- WHAT THE TASK REQUIRES
Go to the line containing "let body: Value" in the records below and print it and every following line exactly, on through the line containing "pub struct User", then stop.

Collected data
--- START ---

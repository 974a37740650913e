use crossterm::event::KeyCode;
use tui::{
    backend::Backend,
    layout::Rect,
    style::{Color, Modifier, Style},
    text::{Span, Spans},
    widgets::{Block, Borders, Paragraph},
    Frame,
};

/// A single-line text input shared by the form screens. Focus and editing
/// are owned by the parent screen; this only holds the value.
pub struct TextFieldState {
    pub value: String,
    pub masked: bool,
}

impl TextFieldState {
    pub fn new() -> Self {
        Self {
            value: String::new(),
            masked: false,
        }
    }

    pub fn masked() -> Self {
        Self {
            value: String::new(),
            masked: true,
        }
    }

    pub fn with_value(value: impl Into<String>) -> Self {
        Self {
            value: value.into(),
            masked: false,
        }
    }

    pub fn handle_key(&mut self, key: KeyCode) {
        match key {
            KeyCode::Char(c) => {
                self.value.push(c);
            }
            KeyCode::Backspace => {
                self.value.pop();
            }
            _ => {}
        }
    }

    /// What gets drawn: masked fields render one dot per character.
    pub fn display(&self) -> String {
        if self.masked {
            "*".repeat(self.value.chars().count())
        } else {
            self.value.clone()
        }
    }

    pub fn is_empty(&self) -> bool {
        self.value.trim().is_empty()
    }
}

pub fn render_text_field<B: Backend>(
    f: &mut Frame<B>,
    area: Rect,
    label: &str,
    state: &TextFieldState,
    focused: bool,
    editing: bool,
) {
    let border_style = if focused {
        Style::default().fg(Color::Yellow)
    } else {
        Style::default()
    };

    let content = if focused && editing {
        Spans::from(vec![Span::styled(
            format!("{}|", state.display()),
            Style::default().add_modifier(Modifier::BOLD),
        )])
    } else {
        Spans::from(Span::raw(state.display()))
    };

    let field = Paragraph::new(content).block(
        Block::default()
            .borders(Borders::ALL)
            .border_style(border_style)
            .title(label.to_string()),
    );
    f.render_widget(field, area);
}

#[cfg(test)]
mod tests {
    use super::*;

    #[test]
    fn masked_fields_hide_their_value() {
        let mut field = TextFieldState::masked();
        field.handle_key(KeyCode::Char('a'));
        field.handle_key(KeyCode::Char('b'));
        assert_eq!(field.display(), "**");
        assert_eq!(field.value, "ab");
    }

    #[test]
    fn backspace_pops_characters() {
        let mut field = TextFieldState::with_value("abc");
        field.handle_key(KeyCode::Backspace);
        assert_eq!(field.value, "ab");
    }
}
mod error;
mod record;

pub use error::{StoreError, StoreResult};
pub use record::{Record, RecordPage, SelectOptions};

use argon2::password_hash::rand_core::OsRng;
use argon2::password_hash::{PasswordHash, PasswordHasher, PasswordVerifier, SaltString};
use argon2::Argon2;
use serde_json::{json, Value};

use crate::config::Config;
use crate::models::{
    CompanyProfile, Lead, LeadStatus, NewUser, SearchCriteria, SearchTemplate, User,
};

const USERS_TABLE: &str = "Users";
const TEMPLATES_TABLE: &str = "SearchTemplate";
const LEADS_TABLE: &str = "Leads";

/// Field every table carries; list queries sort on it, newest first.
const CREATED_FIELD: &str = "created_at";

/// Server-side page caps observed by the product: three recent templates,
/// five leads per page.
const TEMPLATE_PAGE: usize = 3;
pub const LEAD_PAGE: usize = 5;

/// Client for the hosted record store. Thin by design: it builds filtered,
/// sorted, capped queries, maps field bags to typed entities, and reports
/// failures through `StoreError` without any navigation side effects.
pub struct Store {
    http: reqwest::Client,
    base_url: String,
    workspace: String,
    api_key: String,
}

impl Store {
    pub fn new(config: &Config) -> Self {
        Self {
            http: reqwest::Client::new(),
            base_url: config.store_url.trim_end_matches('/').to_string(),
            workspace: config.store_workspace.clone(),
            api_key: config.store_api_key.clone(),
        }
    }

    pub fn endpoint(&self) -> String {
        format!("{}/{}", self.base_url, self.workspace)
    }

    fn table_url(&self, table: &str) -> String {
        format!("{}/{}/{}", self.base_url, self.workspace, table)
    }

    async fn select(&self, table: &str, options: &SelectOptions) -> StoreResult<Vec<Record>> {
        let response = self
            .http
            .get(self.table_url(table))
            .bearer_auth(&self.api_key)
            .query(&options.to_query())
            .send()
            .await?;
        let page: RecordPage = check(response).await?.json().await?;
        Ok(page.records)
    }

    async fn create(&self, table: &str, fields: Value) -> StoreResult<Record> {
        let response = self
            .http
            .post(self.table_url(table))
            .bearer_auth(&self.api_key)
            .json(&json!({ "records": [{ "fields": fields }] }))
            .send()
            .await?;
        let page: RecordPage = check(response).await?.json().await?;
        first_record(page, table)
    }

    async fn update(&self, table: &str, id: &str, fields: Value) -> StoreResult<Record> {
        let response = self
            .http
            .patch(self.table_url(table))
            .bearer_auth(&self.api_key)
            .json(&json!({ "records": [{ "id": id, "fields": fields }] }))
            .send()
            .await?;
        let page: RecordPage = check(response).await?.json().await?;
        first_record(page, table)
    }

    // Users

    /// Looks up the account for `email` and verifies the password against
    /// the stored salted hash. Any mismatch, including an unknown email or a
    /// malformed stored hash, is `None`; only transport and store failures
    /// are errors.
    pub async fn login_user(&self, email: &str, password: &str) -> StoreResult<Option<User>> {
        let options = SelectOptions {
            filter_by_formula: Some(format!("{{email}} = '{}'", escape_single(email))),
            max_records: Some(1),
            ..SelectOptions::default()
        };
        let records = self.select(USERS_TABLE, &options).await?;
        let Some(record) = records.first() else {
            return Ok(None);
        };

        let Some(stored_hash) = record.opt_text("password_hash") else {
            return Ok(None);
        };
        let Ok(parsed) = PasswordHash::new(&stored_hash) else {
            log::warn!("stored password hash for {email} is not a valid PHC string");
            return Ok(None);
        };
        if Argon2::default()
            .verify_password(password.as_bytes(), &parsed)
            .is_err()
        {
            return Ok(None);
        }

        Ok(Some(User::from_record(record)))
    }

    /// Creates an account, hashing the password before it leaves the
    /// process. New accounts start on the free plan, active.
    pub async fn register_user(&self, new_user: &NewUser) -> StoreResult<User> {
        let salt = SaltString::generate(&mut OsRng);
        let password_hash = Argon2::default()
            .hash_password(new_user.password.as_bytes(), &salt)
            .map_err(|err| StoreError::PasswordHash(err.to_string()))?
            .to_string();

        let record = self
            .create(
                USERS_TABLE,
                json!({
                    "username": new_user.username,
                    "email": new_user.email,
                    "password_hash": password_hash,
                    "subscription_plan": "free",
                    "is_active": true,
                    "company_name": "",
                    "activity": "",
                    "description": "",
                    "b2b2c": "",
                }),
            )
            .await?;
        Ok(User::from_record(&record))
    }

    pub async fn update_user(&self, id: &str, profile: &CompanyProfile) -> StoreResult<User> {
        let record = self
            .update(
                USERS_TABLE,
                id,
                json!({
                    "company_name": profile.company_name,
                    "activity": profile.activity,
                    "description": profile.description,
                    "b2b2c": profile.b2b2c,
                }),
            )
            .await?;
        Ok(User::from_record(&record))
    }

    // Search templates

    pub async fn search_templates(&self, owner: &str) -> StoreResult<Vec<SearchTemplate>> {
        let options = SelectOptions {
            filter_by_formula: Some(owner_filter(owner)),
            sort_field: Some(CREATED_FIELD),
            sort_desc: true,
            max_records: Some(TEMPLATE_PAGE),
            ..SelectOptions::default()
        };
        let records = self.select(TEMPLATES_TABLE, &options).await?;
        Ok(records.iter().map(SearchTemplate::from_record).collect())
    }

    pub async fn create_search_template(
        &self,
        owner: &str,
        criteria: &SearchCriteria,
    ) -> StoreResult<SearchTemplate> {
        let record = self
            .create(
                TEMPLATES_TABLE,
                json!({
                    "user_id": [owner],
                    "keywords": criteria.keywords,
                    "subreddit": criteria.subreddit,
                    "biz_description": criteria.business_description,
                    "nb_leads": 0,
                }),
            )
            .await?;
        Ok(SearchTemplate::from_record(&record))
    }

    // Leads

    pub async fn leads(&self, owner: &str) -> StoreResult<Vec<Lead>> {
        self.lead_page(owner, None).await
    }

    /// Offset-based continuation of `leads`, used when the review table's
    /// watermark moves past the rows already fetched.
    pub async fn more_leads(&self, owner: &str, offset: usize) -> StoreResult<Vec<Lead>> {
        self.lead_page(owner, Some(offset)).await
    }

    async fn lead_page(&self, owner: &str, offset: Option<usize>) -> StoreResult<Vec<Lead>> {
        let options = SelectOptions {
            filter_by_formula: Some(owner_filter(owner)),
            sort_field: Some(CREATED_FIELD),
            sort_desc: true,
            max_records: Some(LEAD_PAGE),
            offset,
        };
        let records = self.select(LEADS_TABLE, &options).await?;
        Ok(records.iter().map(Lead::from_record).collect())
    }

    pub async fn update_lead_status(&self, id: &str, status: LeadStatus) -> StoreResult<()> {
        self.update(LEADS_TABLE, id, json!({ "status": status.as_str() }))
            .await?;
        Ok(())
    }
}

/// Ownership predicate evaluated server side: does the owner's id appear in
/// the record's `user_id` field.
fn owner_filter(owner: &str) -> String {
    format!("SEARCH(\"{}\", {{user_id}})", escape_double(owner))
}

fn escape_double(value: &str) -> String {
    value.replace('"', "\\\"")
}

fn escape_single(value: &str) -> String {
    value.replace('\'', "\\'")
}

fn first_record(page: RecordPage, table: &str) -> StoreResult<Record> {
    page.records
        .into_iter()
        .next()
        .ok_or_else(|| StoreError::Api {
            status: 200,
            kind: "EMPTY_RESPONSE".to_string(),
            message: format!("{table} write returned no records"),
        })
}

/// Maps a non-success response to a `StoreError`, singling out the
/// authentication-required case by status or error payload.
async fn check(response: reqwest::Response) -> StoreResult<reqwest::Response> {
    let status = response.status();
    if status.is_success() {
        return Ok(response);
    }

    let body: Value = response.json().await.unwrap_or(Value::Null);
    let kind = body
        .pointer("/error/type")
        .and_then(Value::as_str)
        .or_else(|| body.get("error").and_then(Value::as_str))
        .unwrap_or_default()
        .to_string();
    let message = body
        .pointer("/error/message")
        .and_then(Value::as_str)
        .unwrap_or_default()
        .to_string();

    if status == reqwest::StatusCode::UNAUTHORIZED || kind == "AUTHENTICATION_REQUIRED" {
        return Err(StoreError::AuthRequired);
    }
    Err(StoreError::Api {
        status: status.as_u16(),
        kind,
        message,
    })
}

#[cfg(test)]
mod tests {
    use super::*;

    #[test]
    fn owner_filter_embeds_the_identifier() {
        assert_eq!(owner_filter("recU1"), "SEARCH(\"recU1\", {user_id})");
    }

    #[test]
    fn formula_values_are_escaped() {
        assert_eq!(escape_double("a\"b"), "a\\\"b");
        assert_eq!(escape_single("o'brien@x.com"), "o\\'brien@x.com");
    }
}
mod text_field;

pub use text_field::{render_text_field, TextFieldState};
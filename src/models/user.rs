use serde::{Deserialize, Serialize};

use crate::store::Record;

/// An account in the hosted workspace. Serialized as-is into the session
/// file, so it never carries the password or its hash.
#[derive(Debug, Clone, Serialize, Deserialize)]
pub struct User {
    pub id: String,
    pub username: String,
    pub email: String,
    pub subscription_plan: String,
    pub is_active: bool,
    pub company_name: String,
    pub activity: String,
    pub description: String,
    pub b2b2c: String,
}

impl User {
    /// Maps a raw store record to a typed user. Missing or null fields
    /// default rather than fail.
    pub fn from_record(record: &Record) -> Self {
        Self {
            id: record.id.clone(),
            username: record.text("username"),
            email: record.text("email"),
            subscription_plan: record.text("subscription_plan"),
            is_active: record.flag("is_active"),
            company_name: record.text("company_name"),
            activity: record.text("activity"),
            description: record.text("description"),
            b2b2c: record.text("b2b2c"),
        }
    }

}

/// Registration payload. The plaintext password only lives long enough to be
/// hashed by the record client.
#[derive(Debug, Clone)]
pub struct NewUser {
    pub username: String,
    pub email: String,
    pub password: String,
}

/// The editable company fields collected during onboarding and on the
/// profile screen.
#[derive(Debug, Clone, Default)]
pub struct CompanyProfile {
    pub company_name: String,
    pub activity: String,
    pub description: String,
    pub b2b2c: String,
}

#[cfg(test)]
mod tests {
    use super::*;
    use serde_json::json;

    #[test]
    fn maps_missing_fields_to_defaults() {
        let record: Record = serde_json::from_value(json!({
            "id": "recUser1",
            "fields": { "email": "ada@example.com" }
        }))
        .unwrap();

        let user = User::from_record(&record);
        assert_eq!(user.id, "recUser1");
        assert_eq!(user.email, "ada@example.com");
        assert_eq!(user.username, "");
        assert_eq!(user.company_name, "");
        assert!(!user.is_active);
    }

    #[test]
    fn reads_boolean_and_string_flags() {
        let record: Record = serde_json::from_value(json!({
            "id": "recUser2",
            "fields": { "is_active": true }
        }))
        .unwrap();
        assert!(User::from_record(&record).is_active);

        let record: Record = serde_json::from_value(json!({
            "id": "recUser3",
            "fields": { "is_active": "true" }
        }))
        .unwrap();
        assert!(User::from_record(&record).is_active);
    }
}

--- END ---

- TASK RESPONSE
    let body: Value = response.json().await.unwrap_or(Value::Null);
    let kind = body
        .pointer("/error/type")
        .and_then(Value::as_str)
        .or_else(|| body.get("error").and_then(Value::as_str))
        .unwrap_or_default()
        .to_string();
    let message = body
        .pointer("/error/message")
        .and_then(Value::as_str)
        .unwrap_or_default()
        .to_string();

    if status == reqwest::StatusCode::UNAUTHORIZED || kind == "AUTHENTICATION_REQUIRED" {
        return Err(StoreError::AuthRequired);
    }
    Err(StoreError::Api {
        status: status.as_u16(),
        kind,
        message,
    })
}

#[cfg(test)]
mod tests {
    use super::*;

    #[test]
    fn owner_filter_embeds_the_identifier() {
        assert_eq!(owner_filter("recU1"), "SEARCH(\"recU1\", {user_id})");
    }

    #[test]
    fn formula_values_are_escaped() {
        assert_eq!(escape_double("a\"b"), "a\\\"b");
        assert_eq!(escape_single("o'brien@x.com"), "o\\'brien@x.com");
    }
}
mod text_field;

pub use text_field::{render_text_field, TextFieldState};
filename src/models/user.rs
use serde::{Deserialize, Serialize};

use crate::store::Record;

/// An account in the hosted workspace. Serialized as-is into the session
/// file, so it never carries the password or its hash.
#[derive(Debug, Clone, Serialize, Deserialize)]
pub struct User {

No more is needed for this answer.